··· EXTRACTED INFORMATION

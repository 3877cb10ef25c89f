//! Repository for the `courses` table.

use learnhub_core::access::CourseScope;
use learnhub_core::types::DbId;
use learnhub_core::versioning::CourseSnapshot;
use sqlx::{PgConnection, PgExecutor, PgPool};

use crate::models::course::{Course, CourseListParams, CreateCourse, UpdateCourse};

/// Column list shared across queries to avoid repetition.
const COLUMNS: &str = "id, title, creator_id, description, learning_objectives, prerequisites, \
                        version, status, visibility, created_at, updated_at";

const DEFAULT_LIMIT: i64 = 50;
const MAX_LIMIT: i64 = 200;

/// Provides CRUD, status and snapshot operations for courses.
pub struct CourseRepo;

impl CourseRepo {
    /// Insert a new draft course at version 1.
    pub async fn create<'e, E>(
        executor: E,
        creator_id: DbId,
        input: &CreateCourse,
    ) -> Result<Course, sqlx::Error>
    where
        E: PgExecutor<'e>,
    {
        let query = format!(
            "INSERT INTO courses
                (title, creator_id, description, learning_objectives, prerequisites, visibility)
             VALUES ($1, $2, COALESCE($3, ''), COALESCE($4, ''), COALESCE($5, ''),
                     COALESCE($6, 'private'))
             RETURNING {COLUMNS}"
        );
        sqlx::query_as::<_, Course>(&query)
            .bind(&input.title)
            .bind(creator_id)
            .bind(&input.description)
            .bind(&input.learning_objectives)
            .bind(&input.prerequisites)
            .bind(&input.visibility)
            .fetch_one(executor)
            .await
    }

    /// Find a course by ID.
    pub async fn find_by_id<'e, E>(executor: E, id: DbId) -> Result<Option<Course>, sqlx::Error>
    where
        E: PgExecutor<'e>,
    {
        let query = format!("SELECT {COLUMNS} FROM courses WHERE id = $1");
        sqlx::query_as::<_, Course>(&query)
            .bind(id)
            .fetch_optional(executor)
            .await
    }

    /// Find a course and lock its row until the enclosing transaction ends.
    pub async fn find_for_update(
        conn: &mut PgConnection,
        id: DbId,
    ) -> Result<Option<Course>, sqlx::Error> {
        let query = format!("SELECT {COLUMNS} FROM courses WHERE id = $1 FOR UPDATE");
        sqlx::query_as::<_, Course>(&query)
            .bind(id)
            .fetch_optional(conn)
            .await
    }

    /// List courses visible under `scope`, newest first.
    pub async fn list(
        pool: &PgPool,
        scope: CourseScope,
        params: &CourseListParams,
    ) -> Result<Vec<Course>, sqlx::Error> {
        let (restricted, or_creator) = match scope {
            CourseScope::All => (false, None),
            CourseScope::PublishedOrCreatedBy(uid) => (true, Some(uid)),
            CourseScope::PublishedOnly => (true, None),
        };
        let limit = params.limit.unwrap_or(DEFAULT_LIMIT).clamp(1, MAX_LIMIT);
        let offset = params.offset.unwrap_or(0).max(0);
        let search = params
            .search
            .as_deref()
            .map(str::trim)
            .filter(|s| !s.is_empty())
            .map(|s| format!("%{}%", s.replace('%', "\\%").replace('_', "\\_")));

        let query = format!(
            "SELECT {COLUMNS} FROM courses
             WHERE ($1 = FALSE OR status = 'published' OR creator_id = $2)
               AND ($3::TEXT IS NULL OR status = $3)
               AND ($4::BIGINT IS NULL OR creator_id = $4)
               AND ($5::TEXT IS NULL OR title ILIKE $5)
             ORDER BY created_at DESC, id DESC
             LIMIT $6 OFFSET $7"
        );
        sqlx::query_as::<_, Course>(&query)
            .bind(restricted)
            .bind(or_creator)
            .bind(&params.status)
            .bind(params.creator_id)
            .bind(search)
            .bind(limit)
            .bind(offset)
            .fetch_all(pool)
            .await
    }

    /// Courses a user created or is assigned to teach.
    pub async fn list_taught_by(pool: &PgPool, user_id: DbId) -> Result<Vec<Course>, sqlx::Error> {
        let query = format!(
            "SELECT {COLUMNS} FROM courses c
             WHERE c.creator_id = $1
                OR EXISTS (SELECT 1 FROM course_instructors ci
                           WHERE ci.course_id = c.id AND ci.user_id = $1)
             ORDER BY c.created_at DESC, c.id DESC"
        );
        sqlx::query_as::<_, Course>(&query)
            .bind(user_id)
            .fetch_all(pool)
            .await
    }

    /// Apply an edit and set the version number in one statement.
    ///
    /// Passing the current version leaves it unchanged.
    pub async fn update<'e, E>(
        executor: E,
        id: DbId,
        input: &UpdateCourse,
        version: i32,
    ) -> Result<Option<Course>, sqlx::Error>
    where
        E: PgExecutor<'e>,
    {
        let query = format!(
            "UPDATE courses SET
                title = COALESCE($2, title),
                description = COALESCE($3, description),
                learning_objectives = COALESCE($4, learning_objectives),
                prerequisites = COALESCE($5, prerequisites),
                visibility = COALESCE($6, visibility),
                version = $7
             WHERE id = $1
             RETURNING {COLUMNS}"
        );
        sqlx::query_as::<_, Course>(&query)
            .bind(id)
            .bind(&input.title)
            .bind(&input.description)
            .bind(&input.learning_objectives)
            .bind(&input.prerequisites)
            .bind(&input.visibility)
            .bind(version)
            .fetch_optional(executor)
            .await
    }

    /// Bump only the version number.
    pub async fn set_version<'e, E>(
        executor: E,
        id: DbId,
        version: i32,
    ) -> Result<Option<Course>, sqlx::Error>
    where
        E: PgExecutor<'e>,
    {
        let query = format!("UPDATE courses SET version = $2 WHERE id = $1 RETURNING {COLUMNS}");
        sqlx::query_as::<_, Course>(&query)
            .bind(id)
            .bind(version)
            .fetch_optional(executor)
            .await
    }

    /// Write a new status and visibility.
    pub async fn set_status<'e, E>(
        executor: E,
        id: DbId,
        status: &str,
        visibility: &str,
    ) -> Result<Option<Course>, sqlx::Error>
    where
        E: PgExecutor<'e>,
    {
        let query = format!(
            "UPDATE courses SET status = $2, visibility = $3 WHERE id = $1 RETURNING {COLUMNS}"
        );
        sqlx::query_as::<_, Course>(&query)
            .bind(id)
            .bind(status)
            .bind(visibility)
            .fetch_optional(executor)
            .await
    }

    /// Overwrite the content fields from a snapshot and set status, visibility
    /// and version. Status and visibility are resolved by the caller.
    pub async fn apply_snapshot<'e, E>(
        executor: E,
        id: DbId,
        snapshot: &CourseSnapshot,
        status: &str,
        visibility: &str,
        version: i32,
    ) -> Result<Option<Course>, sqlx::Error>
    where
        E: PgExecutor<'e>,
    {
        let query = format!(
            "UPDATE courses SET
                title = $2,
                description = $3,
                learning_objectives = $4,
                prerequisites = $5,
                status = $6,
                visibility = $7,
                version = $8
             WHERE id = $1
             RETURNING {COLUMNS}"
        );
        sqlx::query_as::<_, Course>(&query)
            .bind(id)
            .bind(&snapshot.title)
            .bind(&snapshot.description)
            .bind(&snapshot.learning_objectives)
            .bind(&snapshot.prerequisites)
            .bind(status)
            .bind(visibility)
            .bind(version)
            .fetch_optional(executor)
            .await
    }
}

······

Until the last line is reached, keep transcribing the data exactly.

repository 3877cb10ef25c89f
//! Repository for the `courses` table.

use learnhub_core::access::CourseScope;
use learnhub_core::types::DbId;
use learnhub_core::versioning::CourseSnapshot;
use sqlx::{PgConnection, PgExecutor, PgPool};

use crate::models::course::{Course, CourseListParams, CreateCourse, UpdateCourse};

/// Column list shared across queries to avoid repetition.
const COLUMNS: &str = "id, title, creator_id, description, learning_objectives, prerequisites, \
                        version, status, visibility, created_at, updated_at";

const DEFAULT_LIMIT: i64 = 50;
const MAX_LIMIT: i64 = 200;

/// Provides CRUD, status and snapshot operations for courses.
pub struct CourseRepo;

impl CourseRepo {
    /// Insert a new draft course at version 1.
    pub async fn create<'e, E>(
        executor: E,
        creator_id: DbId,
        input: &CreateCourse,
    ) -> Result<Course, sqlx::Error>
    where
        E: PgExecutor<'e>,
    {
        let query = format!(
            "INSERT INTO courses
                (title, creator_id, description, learning_objectives, prerequisites, visibility)
             VALUES ($1, $2, COALESCE($3, ''), COALESCE($4, ''), COALESCE($5, ''),
                     COALESCE($6, 'private'))
             RETURNING {COLUMNS}"
        );
        sqlx::query_as::<_, Course>(&query)
            .bind(&input.title)
            .bind(creator_id)
            .bind(&input.description)
            .bind(&input.learning_objectives)
            .bind(&input.prerequisites)
            .bind(&input.visibility)
            .fetch_one(executor)
            .await
    }

    /// Find a course by ID.
    pub async fn find_by_id<'e, E>(executor: E, id: DbId) -> Result<Option<Course>, sqlx::Error>
    where
        E: PgExecutor<'e>,
    {
        let query = format!("SELECT {COLUMNS} FROM courses WHERE id = $1");
        sqlx::query_as::<_, Course>(&query)
            .bind(id)
            .fetch_optional(executor)
            .await
    }

    /// Find a course and lock its row until the enclosing transaction ends.
    pub async fn find_for_update(
        conn: &mut PgConnection,
        id: DbId,
    ) -> Result<Option<Course>, sqlx::Error> {
        let query = format!("SELECT {COLUMNS} FROM courses WHERE id = $1 FOR UPDATE");
        sqlx::query_as::<_, Course>(&query)
            .bind(id)
            .fetch_optional(conn)
            .await
    }

    /// List courses visible under `scope`, newest first.
    pub async fn list(
        pool: &PgPool,
        scope: CourseScope,
        params: &CourseListParams,
    ) -> Result<Vec<Course>, sqlx::Error> {
        let (restricted, or_creator) = match scope {
            CourseScope::All => (false, None),
            CourseScope::PublishedOrCreatedBy(uid) => (true, Some(uid)),
            CourseScope::PublishedOnly => (true, None),
        };
        let limit = params.limit.unwrap_or(DEFAULT_LIMIT).clamp(1, MAX_LIMIT);
        let offset = params.offset.unwrap_or(0).max(0);
        let search = params
            .search
            .as_deref()
            .map(str::trim)
            .filter(|s| !s.is_empty())
            .map(|s| format!("%{}%", s.replace('%', "\\%").replace('_', "\\_")));

        let query = format!(
            "SELECT {COLUMNS} FROM courses
             WHERE ($1 = FALSE OR status = 'published' OR creator_id = $2)
               AND ($3::TEXT IS NULL OR status = $3)
               AND ($4::BIGINT IS NULL OR creator_id = $4)
               AND ($5::TEXT IS NULL OR title ILIKE $5)
             ORDER BY created_at DESC, id DESC
             LIMIT $6 OFFSET $7"
        );
        sqlx::query_as::<_, Course>(&query)
            .bind(restricted)
            .bind(or_creator)
            .bind(&params.status)
            .bind(params.creator_id)
            .bind(search)
            .bind(limit)
            .bind(offset)
            .fetch_all(pool)
            .await
    }

    /// Courses a user created or is assigned to teach.
    pub async fn list_taught_by(pool: &PgPool, user_id: DbId) -> Result<Vec<Course>, sqlx::Error> {
        let query = format!(
            "SELECT {COLUMNS} FROM courses c
             WHERE c.creator_id = $1
                OR EXISTS (SELECT 1 FROM course_instructors ci
                           WHERE ci.course_id = c.id AND ci.user_id = $1)
             ORDER BY c.created_at DESC, c.id DESC"
        );
        sqlx::query_as::<_, Course>(&query)
            .bind(user_id)
            .fetch_all(pool)
            .await
    }

    /// Apply an edit and set the version number in one statement.
    ///
    /// Passing the current version leaves it unchanged.
    pub async fn update<'e, E>(
        executor: E,
        id: DbId,
        input: &UpdateCourse,
        version: i32,
    ) -> Result<Option<Course>, sqlx::Error>
    where
        E: PgExecutor<'e>,
    {
        let query = format!(
            "UPDATE courses SET
                title = COALESCE($2, title),
                description = COALESCE($3, description),
                learning_objectives = COALESCE($4, learning_objectives),
                prerequisites = COALESCE($5, prerequisites),
                visibility = COALESCE($6, visibility),
                version = $7
             WHERE id = $1
             RETURNING {COLUMNS}"
        );
        sqlx::query_as::<_, Course>(&query)
            .bind(id)
            .bind(&input.title)
            .bind(&input.description)
            .bind(&input.learning_objectives)
            .bind(&input.prerequisites)
            .bind(&input.visibility)
            .bind(version)
            .fetch_optional(executor)
            .await
    }

    /// Bump only the version number.
    pub async fn set_version<'e, E>(
        executor: E,
        id: DbId,
        version: i32,
    ) -> Result<Option<Course>, sqlx::Error>
    where
        E: PgExecutor<'e>,
    {
        let query = format!("UPDATE courses SET version = $2 WHERE id = $1 RETURNING {COLUMNS}");
        sqlx::query_as::<_, Course>(&query)
            .bind(id)
            .bind(version)
            .fetch_optional(executor)
            .await
    }

    /// Write a new status and visibility.
    pub async fn set_status<'e, E>(
        executor: E,
        id: DbId,
        status: &str,
        visibility: &str,
    ) -> Result<Option<Course>, sqlx::Error>
    where
        E: PgExecutor<'e>,
    {
        let query = format!(
            "UPDATE courses SET status = $2, visibility = $3 WHERE id = $1 RETURNING {COLUMNS}"
        );
        sqlx::query_as::<_, Course>(&query)
            .bind(id)
            .bind(status)
            .bind(visibility)
            .fetch_optional(executor)
            .await
    }

    /// Overwrite the content fields from a snapshot and set status, visibility
    /// and version. Status and visibility are resolved by the caller.
    pub async fn apply_snapshot<'e, E>(
        executor: E,
        id: DbId,
        snapshot: &CourseSnapshot,
        status: &str,
        visibility: &str,
        version: i32,
    ) -> Result<Option<Course>, sqlx::Error>
    where
        E: PgExecutor<'e>,
    {
        let query = format!(
            "UPDATE courses SET
                title = $2,
                description = $3,
                learning_objectives = $4,
                prerequisites = $5,
                status = $6,
                visibility = $7,
                version = $8
             WHERE id = $1
             RETURNING {COLUMNS}"
        );
        sqlx::query_as::<_, Course>(&query)
            .bind(id)
            .bind(&snapshot.title)
            .bind(&snapshot.description)
            .bind(&snapshot.learning_objectives)
            .bind(&snapshot.prerequisites)
            .bind(status)
            .bind(visibility)
            .bind(version)
            .fetch_optional(executor)
            .await
    }
}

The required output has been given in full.